- Saved data entries:
_ _ _
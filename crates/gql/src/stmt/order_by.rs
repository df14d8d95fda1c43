use gql_core::stmt::{self, Direction};

/// A field and the direction to order results by.
#[derive(Debug, Clone)]
pub struct OrderBy {
    pub(crate) expr: stmt::Expr,
    pub(crate) direction: Direction,
}

impl OrderBy {
    pub(crate) fn new(expr: stmt::Expr, direction: Direction) -> Self {
        Self { expr, direction }
    }
}
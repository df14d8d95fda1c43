use super::Error;

/// Error when a First or Single query returns no rows.
#[derive(Debug)]
pub(super) struct RecordNotFoundError {
    context: Option<Box<str>>,
}

impl std::error::Error for RecordNotFoundError {}

impl core::fmt::Display for RecordNotFoundError {
    fn fmt(&self, f: &mut core::fmt::Formatter) -> core::fmt::Result {
        f.write_str("record not found")?;
        if let Some(ref ctx) = self.context {
            write!(f, ": {ctx}")?;
        }
        Ok(())
    }
}

impl Error {
    /// Creates a record not found error.
    pub fn record_not_found(context: impl Into<String>) -> Error {
        Error::from(super::ErrorKind::RecordNotFound(RecordNotFoundError {
            context: Some(context.into().into()),
        }))
    }

    /// Returns `true` if this error is a record not found error.
    pub fn is_record_not_found(&self) -> bool {
        matches!(self.kind(), super::ErrorKind::RecordNotFound(_))
    }
}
_ _ _
Look through the entries above for the word "struct". Copy every line where it shows up.

- RESPONSE FOR THIS EXERCISE:
pub struct OrderBy {
pub(super) struct RecordNotFoundError {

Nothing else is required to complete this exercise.